Aftandilian in The Arab Weekly on U.S. Syria Policy
Gregory Aftandilian, Lecturer at the Frederick S. Pardee School of Global Studies at Boston University, published a recent Op-Ed on the confusion of United States President Donald Trump’s policies with regard to the U.S. role in northern Syria.
Aftandilian’s Op-Ed, entitled “Confusion Marks US Role in North-Eastern Syria,” was published in The Arab Weekly on November 17, 2019.
From the text of the article:
US President Donald Trump continues to muddy the waters on the policy of the United States in north-eastern Syria.
Trump pulled US troops out of border regions of north-eastern Syria in October, immediately after a phone call with Turkish President Recep Tayyip Erdogan. This allowed Turkish troops and their Syrian allies to occupy the area, kill more than 100 Kurdish fighters and civilians and cause the flight of more than 100,000 Kurds. Still, Trump said he was determined to withdraw all 1,000 US troops from the country.
That policy elicited widespread criticism in the United States, even among his congressional Republican allies and evangelical Christian supporters.

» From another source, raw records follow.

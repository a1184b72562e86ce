//! Active transfers keyed by the client's state id.

use std::sync::Arc;

use dashmap::DashMap;
use dashmap::mapref::entry::Entry;

use super::state::StateId;
use super::transfer::Transfer;

#[derive(Default)]
pub struct TransferLedger {
    transfers: DashMap<StateId, Arc<Transfer>>,
}

impl TransferLedger {
    pub fn new() -> Self {
        Self::default()
    }

    /// Return the transfer for `state_id`, creating it with `factory` if
    /// there is none. The flag tells whether this call created it; only the
    /// creator goes on to select a pool.
    ///
    /// `factory` runs under the map's shard lock and must not block.
    pub fn get_or_create<F>(&self, state_id: StateId, factory: F) -> (Arc<Transfer>, bool)
    where
        F: FnOnce() -> Transfer,
    {
        match self.transfers.entry(state_id) {
            Entry::Occupied(e) => (e.get().clone(), false),
            Entry::Vacant(e) => {
                let transfer = Arc::new(factory());
                e.insert(transfer.clone());
                (transfer, true)
            }
        }
    }

    pub fn get(&self, state_id: &StateId) -> Option<Arc<Transfer>> {
        self.transfers.get(state_id).map(|t| t.clone())
    }

    pub fn remove(&self, state_id: &StateId) -> Option<Arc<Transfer>> {
        self.transfers.remove(state_id).map(|(_, t)| t)
    }

    /// Remove only if the registered transfer is `transfer` itself.
    pub fn remove_if_same(&self, transfer: &Arc<Transfer>) -> bool {
        self.transfers
            .remove_if(&transfer.state_id(), |_, t| Arc::ptr_eq(t, transfer))
            .is_some()
    }

    /// Snapshot of all registered transfers.
    pub fn values(&self) -> Vec<Arc<Transfer>> {
        self.transfers.iter().map(|e| e.value().clone()).collect()
    }

    pub fn len(&self) -> usize {
        self.transfers.len()
    }

    pub fn is_empty(&self) -> bool {
        self.transfers.is_empty()
    }
}

#[cfg(test)]
mod tests {
    use super::*;
    use crate::core::namespace::{FileHandle, FileId, FileKind, Inode};
    use crate::core::transfer::{IoMode, Subject};
    use std::sync::atomic::{AtomicUsize, Ordering};

    fn sid(n: u8) -> StateId {
        StateId::new([n; 12], 1)
    }

    fn make(state_id: StateId) -> Transfer {
        Transfer::new(
            state_id,
            Inode {
                id: FileId("0001".into()),
                kind: FileKind::Regular,
                handle: FileHandle(vec![0]),
            },
            IoMode::Read,
            Subject::ROOT,
            "127.0.0.1:700".parse().unwrap(),
        )
    }

    #[test]
    fn second_call_reuses_transfer() {
        let ledger = TransferLedger::new();
        let (a, created_a) = ledger.get_or_create(sid(1), || make(sid(1)));
        let (b, created_b) = ledger.get_or_create(sid(1), || panic!("factory called twice"));

        assert!(created_a);
        assert!(!created_b);
        assert!(Arc::ptr_eq(&a, &b));
        assert_eq!(ledger.len(), 1);
    }

    #[test]
    fn remove_and_get() {
        let ledger = TransferLedger::new();
        ledger.get_or_create(sid(1), || make(sid(1)));
        ledger.get_or_create(sid(2), || make(sid(2)));

        assert!(ledger.get(&sid(1)).is_some());
        assert!(ledger.remove(&sid(1)).is_some());
        assert!(ledger.remove(&sid(1)).is_none());
        assert!(ledger.get(&sid(1)).is_none());
        assert_eq!(ledger.values().len(), 1);
    }

    #[test]
    fn remove_if_same_ignores_replacement() {
        let ledger = TransferLedger::new();
        let (old, _) = ledger.get_or_create(sid(1), || make(sid(1)));
        ledger.remove(&sid(1));
        let (new, _) = ledger.get_or_create(sid(1), || make(sid(1)));

        assert!(!ledger.remove_if_same(&old));
        assert!(ledger.get(&sid(1)).is_some());
        assert!(ledger.remove_if_same(&new));
        assert!(ledger.is_empty());
    }

    #[test]
    fn concurrent_get_or_create_runs_factory_once() {
        let ledger = Arc::new(TransferLedger::new());
        let calls = Arc::new(AtomicUsize::new(0));

        let handles: Vec<_> = (0..16)
            .map(|_| {
                let ledger = ledger.clone();
                let calls = calls.clone();
                std::thread::spawn(move || {
                    ledger
                        .get_or_create(sid(9), || {
                            calls.fetch_add(1, Ordering::SeqCst);
                            make(sid(9))
                        })
                        .0
                })
            })
            .collect();

        let transfers: Vec<_> = handles.into_iter().map(|h| h.join().unwrap()).collect();
        assert_eq!(calls.load(Ordering::SeqCst), 1);
        assert!(transfers.iter().all(|t| Arc::ptr_eq(t, &transfers[0])));
    }
}
//! Devices: the door's view of how a pool can be reached.

use std::fmt;
use std::net::SocketAddr;
use std::str::FromStr;

use serde::{Deserialize, Deserializer, Serialize, Serializer};
use thiserror::Error;

/// Size of the on-the-wire device id.
pub const DEVICEID_SIZE: usize = 16;

/// Device id reserved for I/O routed through the door itself.
pub const MDS_DEVICE_ID: DeviceId = DeviceId(0);

/// Opaque device id. On the wire it is the 16-byte form, hex encoded.
#[derive(Debug, Clone, Copy, PartialEq, Eq, Hash, PartialOrd, Ord)]
pub struct DeviceId(pub u32);

#[derive(Debug, Error)]
#[error("invalid device id: {0:?}")]
pub struct DeviceIdError(String);

impl DeviceId {
    pub fn is_mds(&self) -> bool {
        *self == MDS_DEVICE_ID
    }

    /// Wire form: the id in network byte order, zero padded.
    pub fn to_bytes(&self) -> [u8; DEVICEID_SIZE] {
        let mut bytes = [0u8; DEVICEID_SIZE];
        bytes[..4].copy_from_slice(&self.0.to_be_bytes());
        bytes
    }

    pub fn from_bytes(bytes: &[u8; DEVICEID_SIZE]) -> Self {
        let mut id = [0u8; 4];
        id.copy_from_slice(&bytes[..4]);
        Self(u32::from_be_bytes(id))
    }
}

impl fmt::Display for DeviceId {
    fn fmt(&self, f: &mut fmt::Formatter<'_>) -> fmt::Result {
        write!(f, "{}", self.0)
    }
}

impl FromStr for DeviceId {
    type Err = DeviceIdError;

    /// Parses the hex wire form. Only the leading four bytes carry the id.
    fn from_str(s: &str) -> Result<Self, Self::Err> {
        let bad = || DeviceIdError(s.to_string());
        if s.len() != DEVICEID_SIZE * 2 || !s.is_ascii() {
            return Err(bad());
        }
        let mut bytes = [0u8; DEVICEID_SIZE];
        for (i, byte) in bytes.iter_mut().enumerate() {
            *byte = u8::from_str_radix(&s[i * 2..i * 2 + 2], 16).map_err(|_| bad())?;
        }
        if bytes[4..].iter().any(|b| *b != 0) {
            return Err(bad());
        }
        Ok(Self::from_bytes(&bytes))
    }
}

impl Serialize for DeviceId {
    fn serialize<S: Serializer>(&self, serializer: S) -> Result<S::Ok, S::Error> {
        let hex: String = self.to_bytes().iter().map(|b| format!("{:02x}", b)).collect();
        serializer.serialize_str(&hex)
    }
}

impl<'de> Deserialize<'de> for DeviceId {
    fn deserialize<D: Deserializer<'de>>(deserializer: D) -> Result<Self, D::Error> {
        let s = String::deserialize(deserializer)?;
        s.parse().map_err(serde::de::Error::custom)
    }
}

#[derive(Debug, Clone, Copy, PartialEq, Eq, Serialize, Deserialize)]
#[serde(rename_all = "snake_case")]
pub enum LayoutType {
    NfsV41Files,
    Osd2Objects,
    BlockVolume,
}

impl LayoutType {
    pub fn from_wire(value: u32) -> Option<Self> {
        match value {
            1 => Some(Self::NfsV41Files),
            2 => Some(Self::Osd2Objects),
            3 => Some(Self::BlockVolume),
            _ => None,
        }
    }
}

/// Maps a device's address groups onto stripe indices.
pub trait StripingPattern: Send + Sync {
    fn pattern(&self, groups: &[Vec<SocketAddr>]) -> Vec<u32>;
}

/// Stripe `i` goes to address group `i`.
#[derive(Debug, Default, Clone, Copy)]
pub struct RoundRobinStripingPattern;

impl StripingPattern for RoundRobinStripingPattern {
    fn pattern(&self, groups: &[Vec<SocketAddr>]) -> Vec<u32> {
        (0..groups.len() as u32).collect()
    }
}

/// Files-layout device address: multipath groups plus stripe indices.
#[derive(Debug, Clone, PartialEq, Eq, Serialize, Deserialize)]
pub struct DeviceAddr {
    pub layout_type: LayoutType,
    pub multipath: Vec<Vec<SocketAddr>>,
    pub stripe_indices: Vec<u32>,
}

impl DeviceAddr {
    /// All addresses of one pool form a single multipath group.
    pub fn files(pattern: &dyn StripingPattern, addresses: &[SocketAddr]) -> Self {
        let multipath = vec![addresses.to_vec()];
        let stripe_indices = pattern.pattern(&multipath);
        Self {
            layout_type: LayoutType::NfsV41Files,
            multipath,
            stripe_indices,
        }
    }
}

/// One incarnation of a pool as a device.
#[derive(Debug, Clone, PartialEq, Eq, Serialize)]
pub struct Device {
    pub id: DeviceId,
    pub addresses: Vec<SocketAddr>,
    pub addr: DeviceAddr,
    /// Zero when the pool does not send a verifier.
    pub verifier: u64,
}

impl Device {
    pub fn new(
        id: DeviceId,
        pattern: &dyn StripingPattern,
        addresses: Vec<SocketAddr>,
        verifier: u64,
    ) -> Self {
        let addr = DeviceAddr::files(pattern, &addresses);
        Self {
            id,
            addresses,
            addr,
            verifier,
        }
    }

    /// Whether a readiness report describes a new incarnation of this pool.
    ///
    /// The verifier is authoritative when the pool sends one; older pools
    /// send zero and are compared by address set instead.
    pub fn is_restarted(&self, addresses: &[SocketAddr], verifier: u64) -> bool {
        if verifier != 0 {
            return self.verifier != verifier;
        }
        self.addresses.as_slice() != addresses
    }
}

impl fmt::Display for Device {
    fn fmt(&self, f: &mut fmt::Formatter<'_>) -> fmt::Result {
        write!(f, "DS: {}, InetAddress: [", self.id)?;
        for (i, a) in self.addresses.iter().enumerate() {
            if i > 0 {
                write!(f, ", ")?;
            }
            write!(f, "{}", a)?;
        }
        write!(f, "]")
    }
}

#[cfg(test)]
mod tests {
    use super::*;

    fn addr(s: &str) -> SocketAddr {
        s.parse().unwrap()
    }

    #[test]
    fn device_id_wire_form() {
        let id = DeviceId(0x01020304);
        let bytes = id.to_bytes();
        assert_eq!(&bytes[..4], &[1, 2, 3, 4]);
        assert!(bytes[4..].iter().all(|b| *b == 0));
        assert_eq!(DeviceId::from_bytes(&bytes), id);
        assert!(MDS_DEVICE_ID.is_mds());
    }

    #[test]
    fn device_id_travels_as_sixteen_bytes() {
        let json = serde_json::to_value(DeviceId(0x01020304)).unwrap();
        assert_eq!(json, "01020304000000000000000000000000");
        assert_eq!(serde_json::from_value::<DeviceId>(json).unwrap(), DeviceId(0x01020304));

        assert!("0102".parse::<DeviceId>().is_err());
        assert!("zz020304000000000000000000000000".parse::<DeviceId>().is_err());
        // trailing bytes are padding and must stay zero
        assert!("01020304000000000000000000000001".parse::<DeviceId>().is_err());
        assert!(serde_json::from_value::<DeviceId>(serde_json::json!(1)).is_err());
    }

    #[test]
    fn files_address_has_one_group() {
        let addrs = vec![addr("10.0.0.1:2049"), addr("10.0.0.2:2049")];
        let da = DeviceAddr::files(&RoundRobinStripingPattern, &addrs);
        assert_eq!(da.multipath, vec![addrs]);
        assert_eq!(da.stripe_indices, vec![0]);
        assert_eq!(da.layout_type, LayoutType::NfsV41Files);
    }

    #[test]
    fn verifier_decides_restart_when_present() {
        let addrs = vec![addr("10.0.0.1:2049")];
        let dev = Device::new(DeviceId(1), &RoundRobinStripingPattern, addrs.clone(), 7);

        assert!(!dev.is_restarted(&addrs, 7));
        assert!(dev.is_restarted(&addrs, 9));
        // same verifier, moved address: still the same incarnation
        assert!(!dev.is_restarted(&[addr("10.0.0.9:2049")], 7));
    }

    #[test]
    fn address_set_decides_restart_without_verifier() {
        let addrs = vec![addr("10.0.0.1:2049")];
        let dev = Device::new(DeviceId(1), &RoundRobinStripingPattern, addrs.clone(), 0);

        assert!(!dev.is_restarted(&addrs, 0));
        assert!(dev.is_restarted(&[addr("10.0.0.2:2049")], 0));
    }
}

US Defence Department officials, civilians and military alike, who were not consulted about his decision, were especially angry since it meant abandoning the United States’ Syrian Kurdish allies who had taken the brunt of the casualties in the anti-Islamic State (ISIS) campaign and because of the concern that without a US military presence in the area, ISIS could rebound.
Gregory Aftandilian, a consultant, scholar, and lecturer, is an adjunct faculty member at Boston University and American University. He is also an associate of the Middle East Center at the University of Massachusetts-Lowell and a Senior Fellow for the Middle East at the Center for National Policy in Washington, D.C. He spent over 21 years in government service, most recently on Capitol Hill where he was foreign policy adviser to Congressman Chris Van Hollen (2007-2008), professional staff member of the Senate Foreign Relations Committee and foreign policy adviser to Senator Paul Sarbanes (2000-2004), and foreign policy fellow to the late Senator Edward Kennedy (1999).